Show every line from the data below that includes "TownResult".

_____

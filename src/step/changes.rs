// git-town-rs: Git Town Branching Workflow Tool - Rust Port
//
// SPDX-FileCopyrightText: 2026 Romeo Ahmed
// SPDX-License-Identifier: GPL-3.0-or-later

//! Working-tree change steps.

use super::RunContext;
use crate::error::TownResult;

/// Commit all open changes as a WIP commit on the current branch.
pub(super) fn commit_open_changes(ctx: &RunContext<'_>) -> TownResult<()> {
    let current = ctx.backend.current_branch()?;
    ctx.backend.stage_all()?;
    ctx.backend.commit(&format!("WIP on {current}"))
}
// git-town-rs: Git Town Branching Workflow Tool - Rust Port
//
// SPDX-FileCopyrightText: 2026 Romeo Ahmed
// SPDX-License-Identifier: GPL-3.0-or-later

//! Steps that talk to the forge connector.

use super::RunContext;
use crate::error::{ForgeError, TownResult};
use crate::git::BranchName;

/// Open the browser on the forge's new-proposal form for `branch`.
pub(super) fn create_proposal(ctx: &RunContext<'_>, branch: &BranchName) -> TownResult<()> {
    let connector = ctx.connector.ok_or(ForgeError::NoConnector)?;
    let parent = ctx
        .config
        .parent_of(branch)
        .or_else(|| ctx.config.main_branch())
        .ok_or_else(|| crate::error::ConfigError::MissingKey {
            key: "main-branch".to_string(),
        })?;
    let url = connector.new_proposal_url(branch, &parent);
    tracing::info!(%branch, url, "opening proposal form");
    ctx.backend.open_browser(&url);
    Ok(())
}

/// Squash-merge the proposal with the given number via the forge API.
pub(super) async fn merge_proposal(
    ctx: &RunContext<'_>,
    number: u64,
    message: &str,
) -> TownResult<()> {
    let connector = ctx.connector.ok_or(ForgeError::NoConnector)?;
    connector.merge_proposal(number, message).await
}

/// Point the proposal with the given number at a different target branch.
///
/// A forge without a retargeting API gets a warning instead of an error;
/// the branch workflow must not die over a proposal the forge cannot move.
pub(super) async fn retarget_proposal(
    ctx: &RunContext<'_>,
    number: u64,
    new_target: &BranchName,
) -> TownResult<()> {
    let connector = ctx.connector.ok_or(ForgeError::NoConnector)?;
    match connector.update_proposal_target(number, new_target).await {
        Err(crate::error::TownError::Forge(e))
            if matches!(e.as_ref(), ForgeError::Unsupported { .. }) =>
        {
            tracing::warn!(number, forge = connector.forge_name(), "{e}");
            Ok(())
        }
        result => result,
    }
}
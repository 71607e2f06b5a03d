// git-town-rs: Git Town Branching Workflow Tool - Rust Port
//
// SPDX-FileCopyrightText: 2026 Romeo Ahmed
// SPDX-License-Identifier: GPL-3.0-or-later

//! Bitbucket connector.
//!
//! URL building only; Bitbucket's proposal API is not supported.

use futures_util::future::BoxFuture;

use super::{Connector, OriginUrl, Proposal};
use crate::error::{ForgeError, TownResult};
use crate::git::BranchName;

/// Connector for bitbucket.org.
pub struct BitbucketConnector {
    origin: OriginUrl,
}

impl BitbucketConnector {
    /// Creates a connector from a parsed origin URL.
    #[must_use]
    pub fn new(origin: OriginUrl) -> Self {
        Self { origin }
    }
}

impl Connector for BitbucketConnector {
    fn forge_name(&self) -> &'static str {
        "Bitbucket"
    }

    fn repo_url(&self) -> String {
        format!("https://{}/{}", self.origin.host, self.origin.path)
    }

    fn new_proposal_url(&self, branch: &BranchName, parent: &BranchName) -> String {
        format!(
            "{}/pull-requests/new?source={branch}&dest={parent}",
            self.repo_url()
        )
    }

    fn find_proposal<'a>(
        &'a self,
        _branch: &'a BranchName,
        _target: &'a BranchName,
    ) -> BoxFuture<'a, TownResult<Option<Proposal>>> {
        Box::pin(async move { Ok(None) })
    }

    fn merge_proposal<'a>(
        &'a self,
        _number: u64,
        _message: &'a str,
    ) -> BoxFuture<'a, TownResult<()>> {
        Box::pin(async move {
            Err(ForgeError::Unsupported {
                forge: "Bitbucket",
                operation: "merging pull requests via API",
            }
            .into())
        })
    }

    fn update_proposal_target<'a>(
        &'a self,
        _number: u64,
        _target: &'a BranchName,
    ) -> BoxFuture<'a, TownResult<()>> {
        Box::pin(async move {
            Err(ForgeError::Unsupported {
                forge: "Bitbucket",
                operation: "retargeting pull requests via API",
            }
            .into())
        })
    }
}
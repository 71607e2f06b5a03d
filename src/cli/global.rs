// git-town-rs: Git Town Branching Workflow Tool - Rust Port
//
// SPDX-FileCopyrightText: 2026 Romeo Ahmed
// SPDX-License-Identifier: GPL-3.0-or-later

//! Global CLI options available for all commands.

use clap::Args;
use std::path::PathBuf;

/// Global options available for all commands.
#[derive(Debug, Clone, Default, Args)]
pub struct GlobalOptions {
    /// Prints all executed git commands and their output.
    #[arg(long, global = true)]
    pub debug: bool,

    /// Writes a detailed log to the given file.
    #[arg(long = "log-file", value_name = "FILE", global = true)]
    pub log_file: Option<PathBuf>,
}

_____

> _TASK SOLUTION_
use crate::error::TownResult;
pub(super) fn commit_open_changes(ctx: &RunContext<'_>) -> TownResult<()> {
use crate::error::{ForgeError, TownResult};
pub(super) fn create_proposal(ctx: &RunContext<'_>, branch: &BranchName) -> TownResult<()> {
) -> TownResult<()> {
) -> TownResult<()> {
use crate::error::{ForgeError, TownResult};
    ) -> BoxFuture<'a, TownResult<Option<Proposal>>> {
    ) -> BoxFuture<'a, TownResult<()>> {
    ) -> BoxFuture<'a, TownResult<()>> {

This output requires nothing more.